'''
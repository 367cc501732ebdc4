//! geofront-lite/src/route.rs
//! The immutable route table and the first-match-wins matcher.

/// One configured rule: a non-empty set of host patterns mapped to a
/// non-empty set of backend addresses, plus the two rewrite flags.
///
/// Host patterns are stored lowercased so matching never needs to re-lowercase
/// the configured side on every lookup — only the incoming host is lowercased.
#[derive(Clone, Debug)]
pub struct Route {
    pub hosts: Vec<String>,
    pub backends: Vec<String>,
    pub proxy_protocol: bool,
    pub real_ip: bool,
}

impl Route {
    pub fn new(hosts: Vec<String>, backends: Vec<String>, proxy_protocol: bool, real_ip: bool) -> Self {
        Self {
            hosts: hosts.into_iter().map(|h| h.to_ascii_lowercase()).collect(),
            backends,
            proxy_protocol,
            real_ip,
        }
    }
}

/// An ordered sequence of routes; first match wins. Order is preserved from
/// configuration order and never reshuffled.
#[derive(Clone, Debug, Default)]
pub struct RouteTable {
    routes: Vec<Route>,
}

impl RouteTable {
    pub fn new(routes: Vec<Route>) -> Self {
        Self { routes }
    }

    pub fn is_empty(&self) -> bool {
        self.routes.is_empty()
    }

    pub fn len(&self) -> usize {
        self.routes.len()
    }

    pub fn iter(&self) -> impl Iterator<Item = &Route> {
        self.routes.iter()
    }
}

/// Returns whether a lowercased pattern matches a lowercased host.
///
/// `*` matches anything. `*.suffix` matches the bare `suffix` as well as any
/// proper subdomain of it (`a.suffix`, `a.b.suffix`, ...) — but not a host
/// that merely ends with `suffix` without a dot boundary (`xsuffix`).
fn pattern_matches(pattern: &str, host: &str) -> bool {
    if pattern == "*" {
        return true;
    }
    if pattern == host {
        return true;
    }
    if let Some(suffix) = pattern.strip_prefix("*.") {
        return host == suffix || host.ends_with(&format!(".{suffix}"));
    }
    false
}

/// Iterates `routes` in order, and within each route iterates `hosts` in
/// order, returning the first `(pattern, route)` whose pattern matches.
/// `host` must already be cleared (see `hostname::clear_virtual_host`); it is
/// lowercased here for the comparison.
pub fn find_route<'a>(host: &str, routes: &'a RouteTable) -> Option<(&'a str, &'a Route)> {
    let host = host.to_ascii_lowercase();
    for route in routes.iter() {
        for pattern in &route.hosts {
            if pattern_matches(pattern, &host) {
                return Some((pattern.as_str(), route));
            }
        }
    }
    None
}
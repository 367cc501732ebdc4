//! geofront-lite/src/logging.rs
//! Logging initialization and runtime updates.

use crate::state::RELOAD_HANDLE;
use std::sync::Once;
use tracing_subscriber::prelude::*;
use tracing_subscriber::{filter::EnvFilter, fmt, reload::Layer as ReloadLayer};

static LOG_INIT: Once = Once::new();

// Initialize logging once
pub fn init_logging(default: &str) {
    LOG_INIT.call_once(|| {
        let filter = EnvFilter::new(default);
        let (reload_layer, handle) = ReloadLayer::new(filter);
        let subscriber = tracing_subscriber::registry()
            .with(reload_layer)
            .with(fmt::layer());
        tracing::subscriber::set_global_default(subscriber).unwrap();
        *RELOAD_HANDLE.lock().unwrap() = Some(handle);
    });
}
'''
Return every line of the listing, word for word.

• _TASK OUTPUT_:
repository 367cc501732ebdc4
//! geofront-lite/src/route.rs
//! The immutable route table and the first-match-wins matcher.

/// One configured rule: a non-empty set of host patterns mapped to a
/// non-empty set of backend addresses, plus the two rewrite flags.
///
/// Host patterns are stored lowercased so matching never needs to re-lowercase
/// the configured side on every lookup — only the incoming host is lowercased.
#[derive(Clone, Debug)]
pub struct Route {
    pub hosts: Vec<String>,
    pub backends: Vec<String>,
    pub proxy_protocol: bool,
    pub real_ip: bool,
}

impl Route {
    pub fn new(hosts: Vec<String>, backends: Vec<String>, proxy_protocol: bool, real_ip: bool) -> Self {
        Self {
            hosts: hosts.into_iter().map(|h| h.to_ascii_lowercase()).collect(),
            backends,
            proxy_protocol,
            real_ip,
        }
    }
}

/// An ordered sequence of routes; first match wins. Order is preserved from
/// configuration order and never reshuffled.
#[derive(Clone, Debug, Default)]
pub struct RouteTable {
    routes: Vec<Route>,
}

impl RouteTable {
    pub fn new(routes: Vec<Route>) -> Self {
        Self { routes }
    }

    pub fn is_empty(&self) -> bool {
        self.routes.is_empty()
    }

    pub fn len(&self) -> usize {
        self.routes.len()
    }

    pub fn iter(&self) -> impl Iterator<Item = &Route> {
        self.routes.iter()
    }
}

/// Returns whether a lowercased pattern matches a lowercased host.
///
/// `*` matches anything. `*.suffix` matches the bare `suffix` as well as any
/// proper subdomain of it (`a.suffix`, `a.b.suffix`, ...) — but not a host
/// that merely ends with `suffix` without a dot boundary (`xsuffix`).
fn pattern_matches(pattern: &str, host: &str) -> bool {
    if pattern == "*" {
        return true;
    }
    if pattern == host {
        return true;
    }
    if let Some(suffix) = pattern.strip_prefix("*.") {
        return host == suffix || host.ends_with(&format!(".{suffix}"));
    }
    false
}

/// Iterates `routes` in order, and within each route iterates `hosts` in
/// order, returning the first `(pattern, route)` whose pattern matches.
/// `host` must already be cleared (see `hostname::clear_virtual_host`); it is
/// lowercased here for the comparison.
pub fn find_route<'a>(host: &str, routes: &'a RouteTable) -> Option<(&'a str, &'a Route)> {
    let host = host.to_ascii_lowercase();
    for route in routes.iter() {
        for pattern in &route.hosts {
            if pattern_matches(pattern, &host) {
                return Some((pattern.as_str(), route));
            }
        }
    }
    None
}
repository 367cc501732ebdc4
//! geofront-lite/src/logging.rs
//! Logging initialization and runtime updates.

use crate::state::RELOAD_HANDLE;
use std::sync::Once;
use tracing_subscriber::prelude::*;
use tracing_subscriber::{filter::EnvFilter, fmt, reload::Layer as ReloadLayer};

static LOG_INIT: Once = Once::new();

// Initialize logging once
pub fn init_logging(default: &str) {
    LOG_INIT.call_once(|| {
        let filter = EnvFilter::new(default);
        let (reload_layer, handle) = ReloadLayer::new(filter);
        let subscriber = tracing_subscriber::registry()
            .with(reload_layer)
            .with(fmt::layer());
        tracing::subscriber::set_global_default(subscriber).unwrap();
        *RELOAD_HANDLE.lock().unwrap() = Some(handle);
    });
}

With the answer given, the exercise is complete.